(Task item):
When the line containing "this binary name" appears in the entries below, begin printing there and stop after the line containing "Nested classes are"; print each of those lines exactly and no other line.

=== Dataset extract ===

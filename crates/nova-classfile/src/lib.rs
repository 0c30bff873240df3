//! Minimal JVM class-file reader.
//!
//! Only the parts needed to build a reflective model of a class are decoded:
//! the constant pool, class/member headers, generic `Signature` attributes and
//! `InnerClasses`. Code, annotations and debug attributes are skipped.

#![forbid(unsafe_code)]

mod classfile;
mod constant_pool;
mod descriptor;
mod error;
mod reader;
mod signature;

pub use crate::classfile::{access, ClassFile, ClassMember, InnerClassInfo};
pub use crate::descriptor::{parse_field_descriptor, parse_method_descriptor};
pub use crate::descriptor::{BaseType, FieldType, MethodDescriptor, ReturnType};
pub use crate::error::{Error, Result};
pub use crate::signature::{
    parse_class_signature, parse_field_signature, parse_method_signature, ClassSignature,
    ClassTypeSignature, MethodSignature, SimpleClassTypeSignature, TypeArgument, TypeParameter,
    TypeSignature,
};
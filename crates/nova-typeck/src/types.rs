//! Resolution of type references written in source.

use nova_core::QualifiedName;
use nova_hir::{TypeParam, TypeRef, TypeRefId, WildcardBound};
use nova_resolve::{load_canonical, RefKind, ResolveError, ScopeKind, Symbol};
use nova_types::{SymbolType, TypeParamDef};

use crate::context::AnalysisContext;
use crate::error::{AnalysisError, Result};

impl AnalysisContext<'_> {
    /// Resolves `id` and records the result in its slot.
    ///
    /// `var` has no type of its own; callers fill its slot once the
    /// initializer is known.
    pub(crate) fn resolve_type_ref(&mut self, id: TypeRefId) -> Result<SymbolType> {
        let ty = match self.ast.type_ref(id).clone() {
            TypeRef::Primitive(p) => SymbolType::primitive(p),
            TypeRef::Void => SymbolType::void(),
            TypeRef::Var => {
                return Err(self.type_error(id, ResolveError::symbol("var")));
            }
            TypeRef::Named { name, args } => {
                let base = self
                    .resolve_type_name(&name)
                    .ok_or_else(|| self.type_error(id, ResolveError::class_not_found(name.to_dotted())))?;
                match args {
                    None => base,
                    Some(args) => {
                        let args = args
                            .iter()
                            .map(|arg| self.resolve_type_ref(*arg))
                            .collect::<Result<Vec<_>>>()?;
                        base.with_type_args(Some(args))
                    }
                }
            }
            TypeRef::Array { element, dims } => self.resolve_type_ref(element)?.array_of(dims),
            TypeRef::Wildcard(bound) => match bound {
                WildcardBound::Unbounded => SymbolType::wildcard(),
                WildcardBound::Extends(b) => SymbolType::wildcard_extends(self.resolve_type_ref(b)?),
                WildcardBound::Super(b) => SymbolType::wildcard_super(self.resolve_type_ref(b)?),
            },
        };
        self.ast.set_type_ref_ty(id, ty.clone());
        Ok(ty)
    }

    /// A possibly qualified type name as seen from the current scope.
    pub(crate) fn resolve_type_name(&self, name: &QualifiedName) -> Option<SymbolType> {
        let (first, rest) = name.segments().split_first()?;
        match self.resolve_simple_type(first.as_str()) {
            Some(head) if rest.is_empty() => Some(head),
            Some(head) if head.is_type_variable() => None,
            Some(head) => {
                let mut current = head.name().to_string();
                for segment in rest {
                    current = self
                        .catalog
                        .member_class(&self.env, &current, segment.as_str())?;
                }
                Some(SymbolType::class(current))
            }
            None if rest.is_empty() => None,
            None => load_canonical(&self.env, &name.to_dotted()).map(SymbolType::class),
        }
    }

    /// Type variables and local or member types bound in the symbol table
    /// shadow member types of the enclosing classes, which shadow the
    /// unit-level names of the catalog.
    pub(crate) fn resolve_simple_type(&self, simple: &str) -> Option<SymbolType> {
        for scope in self.table.scopes() {
            if let Some(var) = scope.find(simple, RefKind::TypeParam) {
                return Some(var.ty().clone());
            }
            if let Some(ty) = scope.find(simple, RefKind::Type) {
                return Some(ty.ty().clone());
            }
        }
        for owner in self.table.enclosing_classes() {
            if let Some(member) = self.catalog.member_class(&self.env, owner, simple) {
                return Some(SymbolType::class(member));
            }
        }
        self.catalog.resolve(&self.env, simple).map(SymbolType::class)
    }

    /// Declares `params`, whose bounds may mention each other
    /// (`<T extends Comparable<T>>`).
    pub(crate) fn type_param_defs(&mut self, params: &[TypeParam]) -> Result<Vec<TypeParamDef>> {
        if params.is_empty() {
            return Ok(Vec::new());
        }
        self.table.push_scope(ScopeKind::Block, None);
        for param in params {
            let provisional = SymbolType::type_variable(param.name.as_str(), vec![SymbolType::object()]);
            let symbol = Symbol::new(param.name.clone(), RefKind::TypeParam, provisional);
            self.table
                .push_symbol(symbol)
                .map_err(|err| self.type_param_error(param, err))?;
        }
        let defs = params
            .iter()
            .map(|param| {
                let bounds = param
                    .bounds
                    .iter()
                    .map(|b| self.resolve_type_ref(*b))
                    .collect::<Result<Vec<_>>>()?;
                Ok(TypeParamDef::new(param.name.as_str(), bounds))
            })
            .collect::<Result<Vec<_>>>();
        self.table
            .pop_scope()
            .map_err(|err| self.type_param_error(&params[0], err))?;
        defs
    }

    /// Binds declared type parameters in the innermost scope.
    pub(crate) fn bind_type_params(&mut self, defs: &[TypeParamDef]) -> Result<(), ResolveError> {
        for def in defs {
            self.table
                .push_symbol(Symbol::new(def.name.as_str(), RefKind::TypeParam, def.as_type()))?;
        }
        Ok(())
    }

    fn type_param_error(&self, param: &TypeParam, source: ResolveError) -> AnalysisError {
        AnalysisError::new(param.name.to_string(), source)
    }
}
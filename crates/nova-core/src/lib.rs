//! Core shared types for Nova's semantic analysis crates.
//!
//! This crate is intentionally small: names, spans and the name-lookup trait
//! that both the classpath index and the in-memory type store implement.

mod name;

pub use name::{Name, PackageName, QualifiedName, TypeName};

use std::fmt;

/// A byte-span into a source string.
#[derive(Clone, Copy, Default, PartialEq, Eq, Hash, PartialOrd, Ord)]
pub struct Span {
    pub start: usize,
    pub end: usize,
}

impl Span {
    #[inline]
    pub const fn new(start: usize, end: usize) -> Self {
        Self { start, end }
    }

    pub fn len(&self) -> usize {
        self.end.saturating_sub(self.start)
    }

    pub fn is_empty(&self) -> bool {
        self.start >= self.end
    }

    /// Smallest span covering both `self` and `other`.
    #[must_use]
    pub fn cover(self, other: Span) -> Span {
        Span::new(self.start.min(other.start), self.end.max(other.end))
    }
}

impl fmt::Debug for Span {
    fn fmt(&self, f: &mut fmt::Formatter<'_>) -> fmt::Result {
        write!(f, "Span({}..{})", self.start, self.end)
    }
}

/// Name-level view of a set of compiled types.
///
/// Implementations answer "does this binary name exist" and "which classes
/// live in this package" without materializing class members. Binary names
/// use `.` between packages and `$` between nesting levels
/// (`java.util.Map$Entry`).
pub trait TypeIndex {
    fn class_exists(&self, binary_name: &str) -> bool;

    /// Simple (binary) names of the classes directly inside `package`.
    ///
    /// Nested classes are reported with their `$` suffix (`Map$Entry`).
    fn package_classes(&self, package: &str) -> Vec<String>;

    fn package_exists(&self, package: &str) -> bool {
        !self.package_classes(package).is_empty()
    }
}

impl<T: TypeIndex + ?Sized> TypeIndex for &T {
    fn class_exists(&self, binary_name: &str) -> bool {
        (**self).class_exists(binary_name)
    }

    fn package_classes(&self, package: &str) -> Vec<String> {
        (**self).package_classes(package)
    }

    fn package_exists(&self, package: &str) -> bool {
        (**self).package_exists(package)
    }
}
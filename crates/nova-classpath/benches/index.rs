use std::io::Write;
use std::path::Path;
use std::time::Duration;

use criterion::{black_box, criterion_group, criterion_main, BenchmarkId, Criterion, Throughput};
use tempfile::TempDir;

use nova_classpath::{ClasspathEntry, ClasspathIndex};
use nova_core::TypeIndex;

fn write_jar(path: &Path, package: &str, classes: usize) {
    let file = std::fs::File::create(path).expect("create bench jar");
    let mut zip = zip::ZipWriter::new(file);
    let options = zip::write::FileOptions::default();
    for i in 0..classes {
        zip.start_file(format!("{package}/C{i}.class"), options)
            .expect("start jar entry");
        zip.write_all(&[0xCA, 0xFE, 0xBA, 0xBE]).expect("write jar entry");
    }
    zip.finish().expect("finish bench jar");
}

struct Fixture {
    _dir: TempDir,
    entries: Vec<ClasspathEntry>,
}

/// `jars` archives of `per_jar` classes each; the probed class lives in the
/// last one, so every lookup on a fresh index scans the whole classpath.
fn fixture(jars: usize, per_jar: usize) -> Fixture {
    let dir = TempDir::new().expect("bench tempdir");
    let entries = (0..jars)
        .map(|j| {
            let path = dir.path().join(format!("dep{j}.jar"));
            write_jar(&path, &format!("p{j}"), per_jar);
            ClasspathEntry::Jar(path)
        })
        .collect();
    Fixture { _dir: dir, entries }
}

fn bench_lookup(c: &mut Criterion) {
    let mut group = c.benchmark_group("classpath_lookup");
    group.measurement_time(Duration::from_secs(3));
    group.warm_up_time(Duration::from_secs(1));
    group.sample_size(10);

    for jars in [1usize, 8] {
        let fixture = fixture(jars, 200);
        let last = format!("p{}.C0", jars - 1);

        group.throughput(Throughput::Elements((jars * 200) as u64));
        group.bench_with_input(BenchmarkId::new("cold", jars), &fixture.entries, |b, entries| {
            b.iter(|| {
                let index = ClasspathIndex::new(entries.clone());
                black_box(index.class_exists(black_box(&last)))
            })
        });

        let warm = ClasspathIndex::new(fixture.entries.clone());
        assert!(warm.class_exists(&last));
        group.bench_function(BenchmarkId::new("warm_miss", jars), |b| {
            b.iter(|| black_box(warm.class_exists(black_box("p0.Missing"))))
        });
    }

    group.finish();
}

criterion_group!(benches, bench_lookup);
criterion_main!(benches);
#[cfg(test)]
mod tests {
    use super::*;
    use pretty_assertions::assert_eq;

    fn prim(p: Primitive) -> SymbolType {
        SymbolType::primitive(p)
    }

    #[test]
    fn arithmetic_promotes_to_the_wider_operand() {
        assert_eq!(binary_type(BinaryOp::Add, &SymbolType::int(), &prim(Primitive::Double)), Some(prim(Primitive::Double)));
        assert_eq!(binary_type(BinaryOp::Mul, &prim(Primitive::Byte), &prim(Primitive::Short)), Some(prim(Primitive::Short)));
        assert_eq!(
            binary_type(BinaryOp::Sub, &SymbolType::class("java.lang.Long"), &SymbolType::int()),
            Some(prim(Primitive::Long))
        );
    }

    #[test]
    fn string_concatenation_wins_over_arithmetic() {
        assert_eq!(binary_type(BinaryOp::Add, &SymbolType::string(), &SymbolType::int()), Some(SymbolType::string()));
        assert_eq!(binary_type(BinaryOp::Add, &SymbolType::object(), &SymbolType::string()), Some(SymbolType::string()));
        assert_eq!(binary_type(BinaryOp::Sub, &SymbolType::string(), &SymbolType::int()), None);
    }

    #[test]
    fn comparisons_and_logic_yield_boolean() {
        assert_eq!(binary_type(BinaryOp::Lt, &SymbolType::int(), &prim(Primitive::Char)), Some(SymbolType::boolean()));
        assert_eq!(binary_type(BinaryOp::Eq, &SymbolType::string(), &SymbolType::null()), Some(SymbolType::boolean()));
        assert_eq!(binary_type(BinaryOp::And, &SymbolType::boolean(), &SymbolType::class("java.lang.Boolean")), Some(SymbolType::boolean()));
        assert_eq!(binary_type(BinaryOp::Or, &SymbolType::int(), &SymbolType::boolean()), None);
        assert_eq!(binary_type(BinaryOp::BitXor, &SymbolType::boolean(), &SymbolType::boolean()), Some(SymbolType::boolean()));
    }

    #[test]
    fn shifts_keep_the_left_operand() {
        assert_eq!(binary_type(BinaryOp::Shl, &prim(Primitive::Long), &SymbolType::int()), Some(prim(Primitive::Long)));
        assert_eq!(binary_type(BinaryOp::Shr, &prim(Primitive::Short), &prim(Primitive::Long)), Some(prim(Primitive::Short)));
        assert_eq!(binary_type(BinaryOp::UShr, &prim(Primitive::Double), &SymbolType::int()), None);
    }
}
use std::collections::BTreeMap;

/// Path-segment trie mapping classpath-relative resource paths to the index
/// of the entry that owns them.
#[derive(Debug, Default)]
pub(crate) struct PathTrie {
    root: Node,
    len: usize,
}

#[derive(Debug, Default)]
struct Node {
    children: BTreeMap<String, Node>,
    owner: Option<usize>,
}

impl PathTrie {
    /// Records `path` as owned by `entry` unless an earlier entry already
    /// owns it. Returns whether the path was newly inserted.
    pub(crate) fn insert(&mut self, path: &str, entry: usize) -> bool {
        let mut node = &mut self.root;
        for segment in segments(path) {
            node = node.children.entry(segment.to_string()).or_default();
        }
        if node.owner.is_some() {
            return false;
        }
        node.owner = Some(entry);
        self.len += 1;
        true
    }

    pub(crate) fn owner(&self, path: &str) -> Option<usize> {
        self.node(path)?.owner
    }

    /// Names of the resources stored directly below `dir`.
    pub(crate) fn files_in(&self, dir: &str) -> Vec<String> {
        let Some(node) = self.node(dir) else {
            return Vec::new();
        };
        node.children
            .iter()
            .filter(|(_, child)| child.owner.is_some())
            .map(|(name, _)| name.clone())
            .collect()
    }

    /// Whether any resource lives at or below `dir`.
    pub(crate) fn contains_dir(&self, dir: &str) -> bool {
        self.node(dir).is_some_and(|node| !node.children.is_empty())
    }

    pub(crate) fn len(&self) -> usize {
        self.len
    }

    fn node(&self, path: &str) -> Option<&Node> {
        let mut node = &self.root;
        for segment in segments(path) {
            node = node.children.get(segment)?;
        }
        Some(node)
    }
}

fn segments(path: &str) -> impl Iterator<Item = &str> {
    path.split('/').filter(|s| !s.is_empty())
}

#[cfg(test)]
mod tests {
    use super::*;

    #[test]
    fn first_owner_wins() {
        let mut trie = PathTrie::default();
        assert!(trie.insert("a/B.class", 0));
        assert!(!trie.insert("a/B.class", 1));
        assert_eq!(trie.owner("a/B.class"), Some(0));
        assert_eq!(trie.owner("a"), None);
        assert_eq!(trie.len(), 1);
    }

    #[test]
    fn lists_only_direct_files() {
        let mut trie = PathTrie::default();
        trie.insert("a/B.class", 0);
        trie.insert("a/C$D.class", 0);
        trie.insert("a/sub/E.class", 1);
        assert_eq!(trie.files_in("a"), vec!["B.class", "C$D.class"]);
        assert!(trie.contains_dir("a/sub"));
        assert!(!trie.contains_dir("b"));
    }
}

===

(Task solution):
/// Implementations answer "does this binary name exist" and "which classes
/// live in this package" without materializing class members. Binary names
/// use `.` between packages and `$` between nesting levels
/// (`java.util.Map$Entry`).
pub trait TypeIndex {
    fn class_exists(&self, binary_name: &str) -> bool;

    /// Simple (binary) names of the classes directly inside `package`.
    ///
    /// Nested classes are reported with their `$` suffix (`Map$Entry`).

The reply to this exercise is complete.